Migrants after a night in the train station of Ventimiglia, on the Italian border with France, Ventimiglia (Italy), 18 June 2015. ANSA/LUCA ZENNARO

Migrants after a night in the train station of Ventimiglia, on the Italian border with France, Ventimiglia (Italy), 18 June 2015. ANSA/LUCA ZENNARO

SARAJEVO. – “Pensare di deviare i flussi di immigrazione da un Paese all’altro? Risposta singolarmente ingenua. Risolvere il problema dei migranti chiudendo frontiere e con iniziative singole? Azione effimera ed inutile”.

Mentre nel Mediterraneo le stime variano dai 600 ai mille morti in mare negli ultimi tre giorni e le storie raccontano di bimbi annegati, genitori disperati e neonati miracolosamente recuperati vivi, Sergio Mattarella continua la sua campagna di sensibilizzazione sui diritti dei migranti ed i doveri dell’Europa.

E lo ha fatto anche da Sarajevo durante un meeting dei Paesi balcanici, ben più sensibili dei Paesi del nord Europa al tema dei flussi. Quello dell’immigrazione è “un fenomeno epocale e destinato a durare nel tempo” e “atteggiamenti solitari e di chiusura sono effimeri e inefficaci. Occorrono al contrario – ha detto il presidente della Repubblica ai rappresentanti di Bosnia, Serbia, Croazia, Slovenia, Montenegro, Kosovo, Albania e Macedonia – politiche unitarie e coerenti, azioni coordinate a livello planetario nel campo della solidarietà e dell’accoglienza”.

Serve innanzitutto “lucidità” per affrontare una sfida di queste proporzioni e servono anche “politiche credibili in tema di attivazione di canali legali di migrazioni e rimpatri”. Insomma, ha spiegato Mattarella, il problema non si può tamponare con muri e barriere ma si deve aggredire con una visione etica e di lungo periodo, per esempio migliorando “le condizioni di vita nei paesi da cui i flussi hanno origine”.

La distanza dell’Europa dal problema dei flussi, tra l’altro sottolineata dalla Macedonia che ha parlato di “abbandono da parte di Bruxelles, è stata stigmatizzata anche dalla presidente della Camera, Laura Boldrini.

“E’ con amaro realismo che affermo che i flussi di rifugiati e di migranti sono divenuti un problema comune europeo soltanto quando, la scorsa estate, decine di migliaia di persone hanno cominciato a raggiungere, a piedi, il cuore del nostro continente.

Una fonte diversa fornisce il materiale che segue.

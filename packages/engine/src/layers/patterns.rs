//! Layer 2: source-wide patterns.

use crate::error::Result;
use crate::transform::lexical::{DecodeEntities, RemoveDiagnostics, VarToLet};
use crate::transform::{apply_visitors, ParseMode, Rewrite, SourceFile};

use super::{Layer, LayerId};

pub struct PatternsLayer;

impl Layer for PatternsLayer {
    fn id(&self) -> LayerId {
        LayerId::Patterns
    }

    fn applies_to(&self, file: &SourceFile) -> bool {
        file.is_script()
    }

    fn transform(&self, code: &str, file: &SourceFile) -> Result<Rewrite> {
        apply_visitors(
            code,
            file,
            &[&DecodeEntities, &RemoveDiagnostics, &VarToLet],
            ParseMode::Strict,
        )
    }
}
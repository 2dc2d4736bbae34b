//! Depth-first walk over the oxc AST with an ancestor stack.
//!
//! Visitors see every node twice (`enter` / `leave`) together with the chain
//! of ancestors from the program down to, but excluding, the node itself.

use oxc_ast::ast::{
    Argument, ArrayExpressionElement, BindingPattern, BindingPatternKind, BlockStatement,
    CallExpression, ChainElement, Class, ClassElement, Declaration, ExportDefaultDeclarationKind,
    Expression, ForStatementInit, ForStatementLeft, FormalParameters, Function, FunctionBody,
    JSXAttributeItem, JSXAttributeValue, JSXChild, JSXElement, JSXExpression, MemberExpression,
    ObjectProperty, ObjectPropertyKind, Program, Statement, SwitchCase, TSEnumDeclaration,
    VariableDeclaration,
};
use oxc_span::{GetSpan, Span};

#[derive(Debug, Clone, Copy)]
pub enum Node<'n, 'a> {
    Program(&'n Program<'a>),
    Statement(&'n Statement<'a>),
    Expression(&'n Expression<'a>),
    /// Try / catch / finally blocks, which are not statements themselves.
    Block(&'n BlockStatement<'a>),
    Function(&'n Function<'a>),
    FunctionBody(&'n FunctionBody<'a>),
    SwitchCase(&'n SwitchCase<'a>),
    VariableDeclaration(&'n VariableDeclaration<'a>),
    ObjectProperty(&'n ObjectProperty<'a>),
    /// Member expression on the left of an assignment or under `++` / `--`.
    WriteTarget(&'n MemberExpression<'a>),
    /// Outermost member link of an optional chain.
    ChainMember(&'n MemberExpression<'a>),
    /// Outermost call link of an optional chain.
    ChainCall(&'n CallExpression<'a>),
    JSXElement(&'n JSXElement<'a>),
}
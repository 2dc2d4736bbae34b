// Recovery Tests
//
// Tests for classification, strategy selection, backoff and the breaker.

#[cfg(test)]
mod tests {
    use crate::config::RecoveryConfig;
    use crate::error::EngineError;
    use crate::recovery::*;
    use std::io;
    use std::path::Path;
    use std::sync::Arc;
    use std::time::{Duration, Instant};

    fn io_error(kind: io::ErrorKind) -> EngineError {
        EngineError::io(Path::new("src/a.tsx"), io::Error::from(kind))
    }

    fn fast_config() -> RecoveryConfig {
        RecoveryConfig {
            base_delay_ms: 1,
            max_delay_ms: 4,
            ..RecoveryConfig::default()
        }
    }

    mod classify_tests {
        use super::*;

        #[test]
        fn should_classify_typed_variants_first() {
            assert_eq!(
                classify(&io_error(io::ErrorKind::PermissionDenied)),
                ErrorCategory::Permission
            );
            assert_eq!(classify(&io_error(io::ErrorKind::NotFound)), ErrorCategory::Io);
            assert_eq!(classify(&io_error(io::ErrorKind::TimedOut)), ErrorCategory::Timeout);
            assert_eq!(
                classify(&io_error(io::ErrorKind::ConnectionReset)),
                ErrorCategory::Network
            );
            let integrity = EngineError::Integrity {
                path: "x".into(),
                expected: "a".into(),
                actual: "b".into(),
            };
            assert_eq!(classify(&integrity), ErrorCategory::DataIntegrity);
            assert_eq!(
                classify(&EngineError::validation("tree", "bad output")),
                ErrorCategory::Validation
            );
        }

        #[test]
        fn should_route_disk_full_to_capacity() {
            let error = EngineError::io(Path::new("a"), io::Error::from_raw_os_error(28));
            assert!(matches!(error, EngineError::Capacity { .. }));
            assert_eq!(classify(&error), ErrorCategory::Capacity);
        }

        #[test]
        fn should_fall_back_to_message_patterns() {
            assert_eq!(classify_message("ENOSPC: no space left"), ErrorCategory::Capacity);
            assert_eq!(classify_message("gzip stream ended early"), ErrorCategory::Compression);
            assert_eq!(classify_message("failed to decrypt payload"), ErrorCategory::Crypto);
            assert_eq!(classify_message("socket hang up"), ErrorCategory::Network);
            assert_eq!(classify_message("something odd"), ErrorCategory::Unknown);
            assert_eq!(
                classify(&EngineError::Backup("checksum mismatch".into())),
                ErrorCategory::DataIntegrity
            );
        }

        #[test]
        fn should_map_severity() {
            assert_eq!(ErrorCategory::Validation.severity(), Severity::Low);
            assert_eq!(ErrorCategory::Io.severity(), Severity::Medium);
            assert_eq!(ErrorCategory::Permission.severity(), Severity::High);
            assert_eq!(ErrorCategory::DataIntegrity.severity(), Severity::Critical);
        }
    }

    mod strategy_tests {
        use super::*;

        #[test]
        fn should_pair_primary_and_secondary() {
            let io = plan_for(ErrorCategory::Io);
            assert_eq!(io.primary, RecoveryStrategy::Retry { max_attempts: 3 });
            assert_eq!(
                io.secondary,
                RecoveryStrategy::Fallback {
                    action: FallbackAction::AlternateLocation
                }
            );
            assert_eq!(plan_for(ErrorCategory::Validation).primary, RecoveryStrategy::Skip);
            assert_eq!(
                plan_for(ErrorCategory::Permission).secondary,
                RecoveryStrategy::ManualIntervention
            );
            assert_eq!(
                plan_for(ErrorCategory::Memory).primary,
                RecoveryStrategy::Fallback {
                    action: FallbackAction::Stream
                }
            );
        }

        #[test]
        fn should_double_and_cap_backoff() {
            let backoff = Backoff::new(100, 1000);
            assert_eq!(backoff.base_delay(0), Duration::from_millis(100));
            assert_eq!(backoff.base_delay(1), Duration::from_millis(200));
            assert_eq!(backoff.base_delay(2), Duration::from_millis(400));
            assert_eq!(backoff.base_delay(10), Duration::from_millis(1000));
            assert_eq!(backoff.base_delay(200), Duration::from_millis(1000));
        }

        #[test]
        fn should_keep_jitter_within_bounds() {
            let backoff = Backoff::new(100, 1000);
            for _ in 0..50 {
                let delay = backoff.delay(1);
                assert!(delay >= Duration::from_millis(200));
                assert!(delay <= Duration::from_millis(250));
            }
            assert!(backoff.delay(8) <= Duration::from_millis(1000));
        }
    }

    mod breaker_tests {
        use super::*;

        fn breaker() -> CircuitBreaker {
            CircuitBreaker::new(
                ErrorCategory::Io,
                5,
                Duration::from_secs(30),
                Duration::from_secs(300),
            )
        }

        #[test]
        fn should_open_on_threshold_failure() {
            let start = Instant::now();
            let mut breaker = breaker();
            for i in 0..4 {
                assert!(breaker.try_acquire(start));
                breaker.record_failure(start + Duration::from_millis(i));
                assert_eq!(breaker.state(), BreakerState::Closed);
            }
            assert!(breaker.try_acquire(start));
            breaker.record_failure(start + Duration::from_millis(5));
            assert_eq!(breaker.state(), BreakerState::Open);
            assert!(!breaker.try_acquire(start + Duration::from_secs(1)));
        }

        #[test]
        fn should_admit_exactly_one_trial_after_timeout() {
            let start = Instant::now();
            let mut breaker = breaker();
            for _ in 0..5 {
                breaker.record_failure(start);
            }
            let later = start + Duration::from_secs(31);
            assert!(breaker.try_acquire(later));
            assert_eq!(breaker.state(), BreakerState::HalfOpen);
            assert!(!breaker.try_acquire(later));
            assert!(!breaker.try_acquire(later + Duration::from_millis(1)));
        }

        #[test]
        fn should_close_after_successful_trial() {
            let start = Instant::now();
            let mut breaker = breaker();
            for _ in 0..5 {
                breaker.record_failure(start);
            }
            let later = start + Duration::from_secs(31);
            assert!(breaker.try_acquire(later));
            breaker.record_success(later);
            assert_eq!(breaker.state(), BreakerState::Closed);
            assert_eq!(breaker.failure_count(), 0);
            assert!(breaker.try_acquire(later));
        }

        #[test]
        fn should_reopen_after_failed_trial() {
            let start = Instant::now();
            let mut breaker = breaker();
            for _ in 0..5 {
                breaker.record_failure(start);
            }
            let later = start + Duration::from_secs(31);
            assert!(breaker.try_acquire(later));
            breaker.record_failure(later);
            assert_eq!(breaker.state(), BreakerState::Open);
            assert!(!breaker.try_acquire(later + Duration::from_secs(1)));
        }

        #[test]
        fn should_forget_failures_outside_window() {
            let start = Instant::now();
            let mut breaker = breaker();
            for _ in 0..4 {
                breaker.record_failure(start);
            }
            breaker.record_failure(start + Duration::from_secs(301));
            assert_eq!(breaker.state(), BreakerState::Closed);
            assert_eq!(breaker.failure_count(), 1);
        }
    }

    mod resource_tests {
        use super::*;

        #[test]
        fn should_treat_missing_values_as_healthy() {
            let limits = ResourceLimits::default();
            assert!(ResourceSnapshot::default().is_healthy(&limits));
            assert!(!FixedProbe::under_pressure().sample().is_healthy(&limits));
        }
    }

    mod handler_tests {
        use super::*;

        #[test]
        fn should_succeed_after_retries() {
            let handler = ErrorHandler::with_probe(fast_config(), Arc::new(FixedProbe::healthy()));
            let mut calls = 0;
            let execution = handler.run(ErrorCategory::Io, ErrorContext::new("write"), |attempt| {
                calls += 1;
                if attempt < 2 {
                    Err(io_error(io::ErrorKind::Interrupted))
                } else {
                    Ok(attempt)
                }
            });
            assert_eq!(execution.outcome(), Outcome::Retried);
            assert!(matches!(execution, Execution::Retried { value: 2, attempts: 3 }));
            assert_eq!(calls, 3);
            assert_eq!(handler.stats().total, 2);
        }

        #[test]
        fn should_skip_validation_failures_without_retry() {
            let handler = ErrorHandler::with_probe(fast_config(), Arc::new(FixedProbe::healthy()));
            let mut calls = 0;
            let execution: Execution<()> =
                handler.run(ErrorCategory::Validation, ErrorContext::new("rule"), |_| {
                    calls += 1;
                    Err(EngineError::validation("rule", "invalid output"))
                });
            assert_eq!(execution.outcome(), Outcome::Skipped);
            assert_eq!(calls, 1);
        }

        #[test]
        fn should_use_fallback_after_exhausting_retries() {
            let handler = ErrorHandler::with_probe(fast_config(), Arc::new(FixedProbe::healthy()));
            let mut calls = 0;
            let execution = handler.execute(
                ErrorCategory::Io,
                ErrorContext::new("backup"),
                |_| -> crate::error::Result<&str> {
                    calls += 1;
                    Err(io_error(io::ErrorKind::NotFound))
                },
                Some(|record: &ErrorRecord| {
                    assert_eq!(record.category, ErrorCategory::Io);
                    Ok("alternate")
                }),
            );
            assert_eq!(calls, 4);
            match execution {
                Execution::RecoveredViaFallback { value, record } => {
                    assert_eq!(value, "alternate");
                    assert!(record.resolved);
                }
                other => panic!("unexpected outcome {:?}", other.outcome()),
            }
        }

        #[test]
        fn should_downgrade_retry_under_pressure() {
            let handler =
                ErrorHandler::with_probe(fast_config(), Arc::new(FixedProbe::under_pressure()));
            let mut calls = 0;
            let execution = handler.execute(
                ErrorCategory::Io,
                ErrorContext::new("write"),
                |_| -> crate::error::Result<u8> {
                    calls += 1;
                    Err(io_error(io::ErrorKind::Interrupted))
                },
                Some(|_: &ErrorRecord| Ok(7)),
            );
            assert_eq!(calls, 1);
            assert_eq!(execution.outcome(), Outcome::RecoveredViaFallback);
        }

        #[test]
        fn should_escalate_manual_intervention() {
            let handler = ErrorHandler::with_probe(fast_config(), Arc::new(FixedProbe::healthy()));
            let execution: Execution<()> =
                handler.run(ErrorCategory::Io, ErrorContext::new("write"), |_| {
                    Err(io_error(io::ErrorKind::PermissionDenied))
                });
            assert_eq!(execution.outcome(), Outcome::Escalated);
            let record = execution.record().cloned().expect("record");
            assert_eq!(record.category, ErrorCategory::Permission);
            assert_eq!(record.recovery_strategy, RecoveryStrategy::ManualIntervention);
        }

        #[test]
        fn should_reject_calls_while_open() {
            let config = RecoveryConfig {
                failure_threshold: 5,
                ..fast_config()
            };
            let handler = ErrorHandler::with_probe(config, Arc::new(FixedProbe::healthy()));
            for _ in 0..5 {
                let _: Execution<()> = handler.run(
                    ErrorCategory::Validation,
                    ErrorContext::new("parse"),
                    |_| Err(EngineError::validation("tree", "bad")),
                );
            }
            assert_eq!(handler.breaker_state(ErrorCategory::Validation), BreakerState::Open);

            let mut executed = false;
            let execution: Execution<()> =
                handler.run(ErrorCategory::Validation, ErrorContext::new("parse"), |_| {
                    executed = true;
                    Ok(())
                });
            assert!(!executed);
            assert!(matches!(
                execution,
                Execution::Aborted {
                    error: EngineError::CircuitOpen { .. },
                    ..
                }
            ));
        }
    }
}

Ricorderemo il 2015 come l’anno del flusso lungo la ‘rotta balcanica’”, ha ricordato la presidente della Camera nel suo intervento al vertice dei Parlamenti dell’Unione per il Mediterraneo in corso a Tangeri.

Per questo è arrivata l’ora di parlare di una sorta di “Piano Marshall” per il Mediterraneo del sud: “è il tempo che l’Europa vari un grande piano strategico che sappia coniugare visione di medio e lungo termine, risorse economiche importanti ed impegno politico.

E’ il tempo di un’piano Marshall’ per l’area euromediterranea e per l’Africa”, ha spiegato la Boldrini sottolineando che questo è un interesse anche dell’Unione europea.

Di tutt’altro avviso Matteo Salvini che parla addirittura di “genocidio di italiani”: “è’ stato raggiunto il limite, pensate che abbiamo 1 milione e 400 mila bambini sotto la soglia della povertà che tirano a campare; bisogna trovare una soluzione a casa loro perchè quella che è in corso è una immigrazione organizzata finanziata da chi sta facendo una marea di soldi.

C’è una “sostituzione etnica” in corso per portare masse di stranieri in Italia e cancellare gli italiani, è un tentativo di genocidio”, ha assicurato in Tv.

E’ solo uno sciacallo. L’unico genocidio a cui stiamo assistendo è quello di cui ogni giorno sono vittime i migranti che scappano da guerra e fame e trovano la morte in mare”, gli ha replicato Nicola Fratoianni di Sinistra Italiana.